6

I have the following regex:

@"{thing:(?:((\w)\2*)([^}]*?))+}"

I'm using it to find matches within a string:

MatchCollection matches = regex.Matches(string);
       IEnumerable formatTokens = matches[0].Groups[3].Captures
                                   .OfType<Capture>()
                                   .Where(i => i.Length > 0)
                                   .Select(i => i.Value)
                                   .Concat(matches[0].Groups[1].Captures.OfType<Capture>().Select(i => i.Value));

This used to yield the results I wanted; however, my goal has since changed. This is the desired behavior now:

Suppose the string entered is 'stuff/{thing:aa/bb/cccc}{thing:cccc}'

I want formatTokens to be:

formatTokens[0] == "aa/bb/cccc"
formatTokens[1] == "cccc"

Right now, this is what I get:

formatTokens[0] == "/"
formatTokens[1] == "/"
formatTokens[2] == "cccc"
formatTokens[3] == "bb"
formatTokens[4] == "aa"

Note especially that "cccc" does not appear twice even though it was entered twice.

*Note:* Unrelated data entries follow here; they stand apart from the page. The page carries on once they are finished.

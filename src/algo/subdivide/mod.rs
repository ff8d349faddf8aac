//! Loop subdivision.
//!
//! Loop subdivision (Loop, 1987) is an approximating scheme for triangle
//! meshes. Each iteration:
//!
//! 1. Inserts a new vertex on every edge (weighted by the two opposite vertices)
//! 2. Repositions every original vertex from its one-ring
//! 3. Splits each triangle into four
//!
//! Boundaries are kept sharp: boundary edges split at their midpoint and
//! boundary vertices only see their two boundary neighbors.
//!
//! # Example
//!
//! ```
//! use chisel::algo::subdivide::Subdivide;
//! use chisel::algo::TopologyOp;
//! use chisel::mesh::build_from_triangles;
//! use nalgebra::Point3;
//!
//! let vertices = vec![
//!     Point3::new(0.0, 0.0, 0.0),
//!     Point3::new(1.0, 0.0, 0.0),
//!     Point3::new(0.5, 1.0, 0.0),
//! ];
//! let mesh = build_from_triangles(&vertices, &[[0, 1, 2]]).unwrap();
//!
//! let refined = Subdivide::new(2).unwrap().apply(&mesh).unwrap();
//! assert_eq!(refined.num_faces(), 16);
//! ```
//!
//! # References
//!
//! - Loop, C. (1987). "Smooth Subdivision Surfaces Based on Triangles."
//!   Master's thesis, University of Utah.

mod loop_subdivision;

pub use loop_subdivision::loop_subdivide;

use crate::error::{Result, SculptError};
use crate::mesh::{build_from_triangles, HalfEdgeMesh};

use super::TopologyOp;

/// Largest supported iteration count.
pub const MAX_ITERATIONS: usize = 3;

/// Loop subdivision as a topology operation.
#[derive(Debug, Clone)]
pub struct Subdivide {
    /// Number of subdivision iterations (1 to 3).
    pub iterations: usize,

    /// Refuse to produce a mesh with more vertices than this.
    pub max_vertices: usize,
}

impl Subdivide {
    /// Create an operator for the given number of iterations.
    pub fn new(iterations: usize) -> Result<Self> {
        if !(1..=MAX_ITERATIONS).contains(&iterations) {
            return Err(SculptError::invalid_param(
                "iterations",
                iterations,
                "must be between 1 and 3",
            ));
        }
        Ok(Self {
            iterations,
            max_vertices: usize::MAX,
        })
    }

    /// Set the vertex ceiling.
    pub fn with_max_vertices(mut self, max_vertices: usize) -> Self {
        self.max_vertices = max_vertices;
        self
    }
}

impl TopologyOp for Subdivide {
    fn name(&self) -> &'static str {
        "subdivide"
    }

    fn apply(&self, mesh: &HalfEdgeMesh) -> Result<HalfEdgeMesh> {
        let mut vertices = mesh.positions().to_vec();
        let mut faces = mesh.triangles();

        for iter in 0..self.iterations {
            let (next_vertices, next_faces) = loop_subdivide(&vertices, &faces);
            if next_vertices.len() > self.max_vertices {
                return Err(SculptError::topology(
                    "subdivide",
                    format!(
                        "iteration {} would produce {} vertices (limit {})",
                        iter + 1,
                        next_vertices.len(),
                        self.max_vertices
                    ),
                ));
            }
            vertices = next_vertices;
            faces = next_faces;
        }

        build_from_triangles(&vertices, &faces)
            .map_err(|e| SculptError::topology("subdivide", e.to_string()))
    }
}

#[cfg(test)]
mod tests {
    use super::*;
    use nalgebra::Point3;

    fn create_tetrahedron() -> HalfEdgeMesh {
        let vertices = vec![
            Point3::new(0.0, 0.0, 0.0),
            Point3::new(1.0, 0.0, 0.0),
            Point3::new(0.5, 1.0, 0.0),
            Point3::new(0.5, 0.5, 1.0),
        ];
        let faces = vec![[0, 2, 1], [0, 1, 3], [1, 2, 3], [2, 0, 3]];
        build_from_triangles(&vertices, &faces).unwrap()
    }

    #[test]
    fn test_iteration_range() {
        assert!(Subdivide::new(0).is_err());
        assert!(Subdivide::new(4).is_err());
        for i in 1..=3 {
            assert_eq!(Subdivide::new(i).unwrap().iterations, i);
        }
    }

    #[test]
    fn test_face_count_quadruples() {
        let mesh = create_tetrahedron();
        for i in 1..=3 {
            let out = Subdivide::new(i).unwrap().apply(&mesh).unwrap();
            assert_eq!(out.num_faces(), mesh.num_faces() * 4usize.pow(i as u32));
            assert!(out.is_valid());
        }
    }

    #[test]
    fn test_euler_characteristic_preserved() {
        let mesh = create_tetrahedron();
        let euler = |m: &HalfEdgeMesh| {
            m.num_vertices() as i64 - (m.num_halfedges() / 2) as i64 + m.num_faces() as i64
        };

        let out = Subdivide::new(2).unwrap().apply(&mesh).unwrap();
        assert_eq!(euler(&out), euler(&mesh));
    }

    #[test]
    fn test_vertex_ceiling() {
        let mesh = create_tetrahedron();
        // 4 -> 10 -> 34 vertices
        let op = Subdivide::new(2).unwrap().with_max_vertices(20);
        let err = op.apply(&mesh).unwrap_err();
        assert!(matches!(err, SculptError::TopologyFailed { operation: "subdivide", .. }));

        let op = Subdivide::new(2).unwrap().with_max_vertices(34);
        assert_eq!(op.apply(&mesh).unwrap().num_vertices(), 34);
    }

    #[test]
    fn test_input_untouched() {
        let mesh = create_tetrahedron();
        let before = mesh.positions().to_vec();
        let _ = Subdivide::new(1).unwrap().apply(&mesh).unwrap();
        assert_eq!(mesh.positions(), &before[..]);
    }
}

I think the problems are 1) the recapture in the regex and 2) the concat configuration (which is from when I wanted everything separated), but so far I haven't been able to find a combination that yields what I want. Can someone shed some light on the proper regex/concat combination to yield the desired results above?

  • 1
    It sounds as if you just want `Regex.Matches(s, @"{thing:([^}]*)}").Cast().Select(x => x.Groups[1].Value).ToList()` ([regex demo](http://regexstorm.net/tester?p=%7bthing%3a%28%5b%5e%7d%5d*%29%7d&i=stuff%2f%7bthing%3aaa%2fbb%2fcccc%7d%7bthing%3acccc%7d)) – Wiktor Stribiżew Jun 19 '18 at 23:42
  • @WiktorStribiżew This worked, thanks so much. Do you want to post your comment as an Answer so I can accept it as the answer? Thanks again. – Courtney Thurston Jun 20 '18 at 02:30
  • How about `(?<={thing:).*?(?=})` isn't this a better answer? Should I post it and you can accept it? Or, were you being a little wild with a regex specific for repeating letters ?!?!? –  Jun 20 '18 at 12:31

2 Answers2

2

You may use

Regex.Matches(s, @"{thing:([^}]*)}")
    .Cast<Match>()
    .Select(x => x.Groups[1].Value)
    .ToList()

See the regex demo

Details

  • {thing: - a literal {thing: substring
  • ([^}]*) - Capturing group #1 (when a match is obtained, its value can be accessed via match.Groups[1].Value): 0+ chars other than }
  • } - a } char.

This way, you find multiple matches and only collect Group 1 values in the resulting list/array.

Wiktor Stribiżew
  • 607,720
  • 39
  • 448
  • 563
0

Mod update

I'm not sure why you settled for Stringnuts regex because it matches
anything inside braces {}.

The meek on SO will not get the satisfaction of deep knowledge,
so that may be your real problem.

Lets analyze your regex.

 {thing:
 (?:
      (                             # (1 start)
           ( \w )                        # (2)
           \2* 
      )                             # (1 end)
      ( [^}]*? )                    # (3)
 )+
 }

This reduces to this

 {thing:
 (?: \w [^}]*? )+
 }

The only constraint is that right after {thing: there must be a word.
After which there can be anything else, because this clause [^}]*? accepts
anything.
Also, even though that clause is not greedy, the surrounding cluster will only run one iteration (?: )+

So, basically, it does almost nothing except for the single word requirement.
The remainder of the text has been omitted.